In five-fold cross-validation, the dataset is divided into five equal parts, and the training and testing process is repeated five times. Each time, a different part of the dataset serves as the test set, while the remainder serves as the training set. Similarly, in 10-fold cross-validation, this process is repeated 10 times with the dataset divided into 10 parts. Cross-validation allows better utilization of data since each sample is used for both training and testing. This is particularly useful when data are limited. Both 5-CV and 10-CV provide a more reliable evaluation of model performance than a single split into datasets, as they minimize the impact of random division on results. Individual examples are typically chosen randomly for training, validation, and testing sets, so each sample has an equal chance of being in any of the sets: training, validation, and testing. This approach was also applied by the authors.
Then we conducted research aimed at understanding how dividing data into training and testing sets affects the effectiveness of emotion classification for two datasets: EMO-BAJKA and the RAVDESS. For emotion classification, we used all calculated 96 features. In the studies, a support vector machine with a cubic kernel was used as the classifier, operating on one-second speech segments containing emotions. Windows were shifted every 0.1 s. The results obtained using the SVM classifier for different data splitting methods into training and testing sets were compared. The goal was to understand to what extent the choice of data splitting method can impact the final effectiveness of emotion recognition systems.
Table 4 presents the classification accuracies.
Three classification trials were conducted for the RS-70-10-20, 5-CV, and 10-CV strategies and one for the SS-70-10-20 strategy. At this stage of the research, data from the validation set were not used to optimize the model. Analyzing the obtained results, it is noticeable that the cross-validation methods (5-CV and 10-CV) and the random splitting of data, RS-70-10-20, lead to significantly better classification results compared to SS-70-10-20. In the case of RS-70-10-20, effectiveness significantly increased, reaching values around 0.925-0.947 for both databases. Further improvements are seen in the 5-CV and 10-CV methods, where effectiveness increases even more, reaching levels of 0.945–0.960 for the RAVDESS and 0.949–0.966 for EMO-BAJKA. Cross-validation, involving multiple random divisions of data into training and testing sets and averaging the results, provides a more robust and reliable estimation of the model’s generalization capability. Results for the SS-70-10-20 split are significantly lower for both datasets. In the case of data division where recordings of the same individuals do not appear in different sets, the effectiveness for the RAVDESS was only 0.362 and even lower for EMO-BAJKA—0.152. This suggests that this method of data splitting yields worse results but is simultaneously the most credible approach and matches the real situation of emotion recognition.
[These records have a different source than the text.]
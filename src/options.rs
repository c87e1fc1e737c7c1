//! Transcoder configuration.
//!
//! [`Options`] is the full effective configuration of one call. A
//! [`Transcoder`](crate::Transcoder) keeps a set of default options and every
//! call may pass [`Overrides`]; per-call values win.
//!
//! # Example
//!
//! ```
//! use data64::{Format, Options, Overrides};
//!
//! let defaults = Options::default();
//! let effective = defaults.merged(&Overrides::new().format(Format::Php));
//!
//! assert_eq!(effective.format, Format::Php);
//! assert!(effective.url);
//! ```

use std::fmt;
use std::sync::Arc;

use serde::{Deserialize, Serialize};
use serde_json::Value;

use crate::common::{Format, ReturnType};
use crate::error::Result;

/// A value transform applied by the JSON and JSOX plugins.
///
/// Used as a replacer before serialization and as a reviver after parsing.
#[derive(Clone)]
pub struct Hook(Arc<dyn Fn(Value) -> Value + Send + Sync>);

impl Hook {
    /// Wrap a closure.
    pub fn new<F>(f: F) -> Self
    where
        F: Fn(Value) -> Value + Send + Sync + 'static,
    {
        Self(Arc::new(f))
    }

    /// Apply the hook to a value.
    #[inline]
    pub fn apply(&self, value: Value) -> Value {
        (self.0)(value)
    }
}

impl fmt::Debug for Hook {
    fn fmt(&self, f: &mut fmt::Formatter<'_>) -> fmt::Result {
        f.write_str("Hook(..)")
    }
}

/// Effective configuration for an encode/decode call.
#[derive(Debug, Clone, Serialize, Deserialize)]
#[serde(default, rename_all = "camelCase")]
pub struct Options {
    /// Serialization format used by `encode()`.
    pub format: Format,
    /// Return type recorded in the header.
    #[serde(rename = "type")]
    pub rtype: ReturnType,
    /// Always emit every optional header field.
    pub full_header: bool,
    /// Serialize text inputs with the format plugin instead of passing them through.
    pub encode_strings: bool,
    /// Use the URL-safe Base64 alphabet.
    pub url: bool,
    /// Header version; `None` means the newest supported version.
    pub version: Option<u8>,
    /// Decode to raw bytes instead of text.
    pub want_bytes: bool,
    /// Return the whole pipeline state from `decode()`.
    pub want_state: bool,
    /// Applied to values before JSON/JSOX serialization.
    #[serde(skip)]
    pub replacer: Option<Hook>,
    /// Applied to values after JSON/JSOX parsing.
    #[serde(skip)]
    pub reviver: Option<Hook>,
}

impl Default for Options {
    fn default() -> Self {
        Self {
            format: Format::Json,
            rtype: ReturnType::ArrObj,
            full_header: false,
            encode_strings: false,
            url: true,
            version: None,
            want_bytes: false,
            want_state: false,
            replacer: None,
            reviver: None,
        }
    }
}

impl Options {
    /// Create options with default values.
    pub fn new() -> Self {
        Self::default()
    }

    /// Load options from a JSON document. Missing keys keep their defaults.
    ///
    /// # Errors
    ///
    /// Returns error if the document is not valid JSON or has wrong field types.
    pub fn from_json(json: &str) -> Result<Self> {
        Ok(serde_json::from_str(json)?)
    }

    /// Set the format.
    pub fn format(mut self, format: Format) -> Self {
        self.format = format;
        self
    }

    /// Set the return type.
    pub fn rtype(mut self, rtype: ReturnType) -> Self {
        self.rtype = rtype;
        self
    }

    /// Always emit every header field.
    pub fn full_header(mut self, full: bool) -> Self {
        self.full_header = full;
        self
    }

    /// Serialize text inputs too.
    pub fn encode_strings(mut self, enabled: bool) -> Self {
        self.encode_strings = enabled;
        self
    }

    /// Toggle the URL-safe alphabet.
    pub fn url(mut self, url: bool) -> Self {
        self.url = url;
        self
    }

    /// Pin the header version.
    pub fn version(mut self, version: u8) -> Self {
        self.version = Some(version);
        self
    }

    /// Decode to bytes.
    pub fn want_bytes(mut self, enabled: bool) -> Self {
        self.want_bytes = enabled;
        self
    }

    /// Return the pipeline state from `decode()`.
    pub fn want_state(mut self, enabled: bool) -> Self {
        self.want_state = enabled;
        self
    }

    /// Set the pre-serialization hook.
    pub fn replacer(mut self, hook: Hook) -> Self {
        self.replacer = Some(hook);
        self
    }

    /// Set the post-parse hook.
    pub fn reviver(mut self, hook: Hook) -> Self {
        self.reviver = Some(hook);
        self
    }

    /// Produce the effective options for a call, with `extra` taking precedence.
    pub fn merged(&self, extra: &Overrides) -> Options {
        Options {
            format: extra.format.unwrap_or(self.format),
            rtype: extra.rtype.unwrap_or(self.rtype),
            full_header: extra.full_header.unwrap_or(self.full_header),
            encode_strings: extra.encode_strings.unwrap_or(self.encode_strings),
            url: extra.url.unwrap_or(self.url),
            version: extra.version.or(self.version),
            want_bytes: extra.want_bytes.unwrap_or(self.want_bytes),
            want_state: extra.want_state.unwrap_or(self.want_state),
            replacer: extra.replacer.clone().or_else(|| self.replacer.clone()),
            reviver: extra.reviver.clone().or_else(|| self.reviver.clone()),
        }
    }
}

/// Per-call overrides. Unset fields fall back to the transcoder defaults.
#[derive(Debug, Clone, Default, Serialize, Deserialize)]
#[serde(default, rename_all = "camelCase")]
pub struct Overrides {
    /// See [`Options::format`].
    pub format: Option<Format>,
    /// See [`Options::rtype`].
    #[serde(rename = "type")]
    pub rtype: Option<ReturnType>,
    /// See [`Options::full_header`].
    pub full_header: Option<bool>,
    /// See [`Options::encode_strings`].
    pub encode_strings: Option<bool>,
    /// See [`Options::url`].
    pub url: Option<bool>,
    /// See [`Options::version`].
    pub version: Option<u8>,
    /// See [`Options::want_bytes`].
    pub want_bytes: Option<bool>,
    /// See [`Options::want_state`].
    pub want_state: Option<bool>,
    /// See [`Options::replacer`].
    #[serde(skip)]
    pub replacer: Option<Hook>,
    /// See [`Options::reviver`].
    #[serde(skip)]
    pub reviver: Option<Hook>,
}

impl Overrides {
    /// Create empty overrides.
    pub fn new() -> Self {
        Self::default()
    }

    /// Override the format.
    pub fn format(mut self, format: Format) -> Self {
        self.format = Some(format);
        self
    }

    /// Override the return type.
    pub fn rtype(mut self, rtype: ReturnType) -> Self {
        self.rtype = Some(rtype);
        self
    }

    /// Override header completeness.
    pub fn full_header(mut self, full: bool) -> Self {
        self.full_header = Some(full);
        self
    }

    /// Override string serialization.
    pub fn encode_strings(mut self, enabled: bool) -> Self {
        self.encode_strings = Some(enabled);
        self
    }

    /// Override the URL-safe alphabet.
    pub fn url(mut self, url: bool) -> Self {
        self.url = Some(url);
        self
    }

    /// Override the header version.
    pub fn version(mut self, version: u8) -> Self {
        self.version = Some(version);
        self
    }

    /// Override byte output.
    pub fn want_bytes(mut self, enabled: bool) -> Self {
        self.want_bytes = Some(enabled);
        self
    }

    /// Override state output.
    pub fn want_state(mut self, enabled: bool) -> Self {
        self.want_state = Some(enabled);
        self
    }

    /// Override the pre-serialization hook.
    pub fn replacer(mut self, hook: Hook) -> Self {
        self.replacer = Some(hook);
        self
    }

    /// Override the post-parse hook.
    pub fn reviver(mut self, hook: Hook) -> Self {
        self.reviver = Some(hook);
        self
    }
}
In practical applications, an emotion recognition system will operate on data that was not previously seen during training, meaning it will not have knowledge about the speech of the person whose emotions are being analyzed at the moment. In further research, the authors will apply precisely this data division.
6.2. Classification Accuracy for SS-70-10-20 Strategy and One-Second Speech Segments with 0.1-s Overlap
The SVM, LSTM, and CNN classification methods were evaluated on one-second audio signal fragments. An overlap of 0.1 s between recording segments was applied, slightly improving the utilization of the audio material by increasing the number of generated examples. We employ the SS-70-10-20 strategy for dividing data into training, validation, and testing sets. This approach facilitates the evaluation of the models’ ability to generalize to unknown data, crucial for practical applications in real-world scenarios. The classification accuracy of emotions for the RAVDESS and EMO-BAJKA database is presented in
Table 5. Analyzing the obtained results, several interesting trends can be observed, and conclusions can be drawn about the effectiveness of individual approaches.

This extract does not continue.